Military Administrator of Delta State
- In office 28 August 1991 – 2 January 1992
- Preceded by: John Ewerekumoh Yeri (Bendel State)
- Succeeded by: Felix Ibru

= Luke Chijiuba Ochulor =

Nigerian administrator

Luke Chijiuba Ochulor is a Nigerian retired air commodore who served as the first Military Administrator of Delta State from August 1991 to January 1992, after the state was created from part of Bendel State during the military regime of General Ibrahim Babangida.
He handed over to the elected civilian governor, Felix Ibru, at the start of the Nigerian Third Republic.

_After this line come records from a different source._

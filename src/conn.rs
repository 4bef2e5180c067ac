//! Connection adapter: generic driver verbs on one native session.

use std::sync::MutexGuard;
use std::time::Duration;

use tracing::{debug, trace};

use crate::context::Context;
use crate::decode;
use crate::error::{Error, Result};
use crate::native::{self, Session, TxAccessMode, TxIsoLevel};
use crate::rows::Rows;
use crate::sanitize::sanitize_sql;
use crate::session::SessionHandle;
use crate::sql::{self, ExecResult, IsolationLevel};
use crate::statement::Statement;
use crate::transaction::{NoopTransaction, Transaction};
use crate::value::{NamedValue, Value};

/// Grace period for a clean shutdown in [`sql::Conn::close`].
const CLOSE_TIMEOUT: Duration = Duration::from_secs(5);

/// A generic connection backed by one native session.
pub struct Conn<S> {
    session: SessionHandle<S>,
    /// Counter for unique prepared statement names.
    statement_count: u64,
}

impl<S: Session> Conn<S> {
    pub(crate) fn new(session: S) -> Self {
        Self {
            session: SessionHandle::new(session),
            statement_count: 0,
        }
    }

    /// The underlying native session.
    pub fn session(&self) -> &SessionHandle<S> {
        &self.session
    }
}

impl<S: Session> sql::Conn for Conn<S> {
    fn prepare(&mut self, ctx: &Context, query: &str) -> Result<Box<dyn sql::Stmt>> {
        let mut session = lock_open(&self.session)?;

        let name = format!("stdlib_{}", self.statement_count);
        self.statement_count += 1;

        let description = session.prepare(ctx, &name, query)?;
        drop(session);
        debug!("prepared statement {}", description.name);

        Ok(Box::new(Statement::new(self.session.clone(), description)))
    }

    fn begin(&mut self, ctx: &Context, opts: &sql::TxOptions) -> Result<Box<dyn sql::Tx>> {
        let mut session = lock_open(&self.session)?;

        if let Some(marker) = &opts.borrow {
            drop(session);
            marker.fill(self.session.clone())?;
            debug!("lending session {:?} to borrower", self.session.id());
            return Ok(Box::new(NoopTransaction));
        }

        let native_opts = native_tx_options(opts)?;
        session.begin(ctx, &native_opts)?;
        drop(session);

        Ok(Box::new(Transaction::new(self.session.clone(), ctx.clone())))
    }

    fn exec(&mut self, ctx: &Context, query: &str, args: &[NamedValue]) -> Result<ExecResult> {
        run_exec(&self.session, ctx, query, args)
    }

    fn query(&mut self, ctx: &Context, query: &str, args: &[NamedValue]) -> Result<Box<dyn sql::Rows>> {
        let rows = run_query(&self.session, ctx, query, args)?;
        Ok(Box::new(rows))
    }

    fn ping(&mut self, ctx: &Context) -> Result<()> {
        lock_open(&self.session)?.ping(ctx)
    }

    fn close(&mut self) -> Result<()> {
        let ctx = Context::with_timeout(CLOSE_TIMEOUT);
        let mut session = self.session.lock()?;
        if session.is_closed() {
            return Ok(());
        }
        debug!("closing session {:?}", self.session.id());
        session.close(&ctx)
    }

    fn is_valid(&self) -> bool {
        self.session
            .lock()
            .map(|session| !session.is_closed())
            .unwrap_or(false)
    }
}

/// Lock the session, failing with [`Error::BadConn`] if it is closed.
pub(crate) fn lock_open<S: Session>(session: &SessionHandle<S>) -> Result<MutexGuard<'_, S>> {
    let guard = session.lock().map_err(|_| Error::BadConn)?;
    if guard.is_closed() {
        return Err(Error::BadConn);
    }
    Ok(guard)
}

/// Run `query` (SQL text or a prepared statement name) and discard rows.
pub(crate) fn run_exec<S: Session>(
    handle: &SessionHandle<S>,
    ctx: &Context,
    query: &str,
    args: &[NamedValue],
) -> Result<ExecResult> {
    let mut session = lock_open(handle)?;
    trace_sql("exec", query, args);

    let tag = session
        .exec(ctx, query, &native_args(args))
        .map_err(retry_as_bad_conn)?;
    Ok(ExecResult {
        rows_affected: tag.rows_affected(),
    })
}

/// Run `query` (SQL text or a prepared statement name) and fetch its first
/// row so column metadata is known before returning.
pub(crate) fn run_query<S: Session>(
    handle: &SessionHandle<S>,
    ctx: &Context,
    query: &str,
    args: &[NamedValue],
) -> Result<Rows<S::Rows>> {
    let mut session = lock_open(handle)?;
    trace_sql("query", query, args);

    let mut stream = session
        .query(ctx, query, decode::binary_result_formats(), &native_args(args))
        .map_err(retry_as_bad_conn)?;
    let catalog = session.catalog();
    drop(session);

    let more = match native::RowStream::advance(&mut stream) {
        Ok(more) => more,
        Err(e) => {
            native::RowStream::close(&mut stream);
            return Err(e);
        }
    };
    Ok(Rows::new(stream, catalog, more))
}

/// Positional native arguments. NULL becomes an absent value.
fn native_args(args: &[NamedValue]) -> Vec<Option<Value>> {
    args.iter().map(|arg| arg.value.clone().into_arg()).collect()
}

/// A request that never reached the server can be resent on a new connection.
fn retry_as_bad_conn(err: Error) -> Error {
    if err.safe_to_retry() {
        debug!("request not sent, reporting bad connection: {}", err);
        Error::BadConn
    } else {
        err
    }
}

fn native_tx_options(opts: &sql::TxOptions) -> Result<native::TxOptions> {
    let iso_level = match opts.isolation {
        IsolationLevel::Default => None,
        IsolationLevel::ReadUncommitted => Some(TxIsoLevel::ReadUncommitted),
        IsolationLevel::ReadCommitted => Some(TxIsoLevel::ReadCommitted),
        IsolationLevel::RepeatableRead | IsolationLevel::Snapshot => {
            Some(TxIsoLevel::RepeatableRead)
        }
        IsolationLevel::Serializable => Some(TxIsoLevel::Serializable),
        level @ (IsolationLevel::WriteCommitted | IsolationLevel::Linearizable) => {
            return Err(Error::UnsupportedIsolation(level));
        }
    };
    let access_mode = if opts.read_only {
        TxAccessMode::ReadOnly
    } else {
        TxAccessMode::ReadWrite
    };
    Ok(native::TxOptions {
        iso_level,
        access_mode,
    })
}

fn trace_sql(op: &str, query: &str, args: &[NamedValue]) {
    if !tracing::enabled!(tracing::Level::TRACE) {
        return;
    }
    let values: Vec<Value> = args.iter().map(|arg| arg.value.clone()).collect();
    match sanitize_sql(query, &values) {
        Ok(sql) => trace!("{}: {}", op, sql),
        Err(e) => {
            debug!("could not inline arguments for trace: {}", e);
            trace!("{}: {}", op, query);
        }
    }
}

Ochulor is of Igbo origin. He was born in Okpofe, Ezinihitte Mbaise Local Government Area, Imo State, Nigeria.
As military administrator, he was tasked with establishing administrative structures for the new state while preparing for elections and transfer to civilian rule.
He established Delta State University from the Abraka campus of Bendel State University and set up a commission to determine if the new university should be moved to Anwai, Asaba, a decision that could cause ethnic unrest.

In July 2003, Ochulor called for leaders of the Ijaw, Itsekiri and Urhobo ethnic groups in Delta State to work together for peace in the troubled Warri region.
In 2009, as a member of the Imeobi (inner caucus) of the Imo State Council of Elders, he denied rumors that Governor Ikedi Ohakim was paying off to the elders to prevent criticism.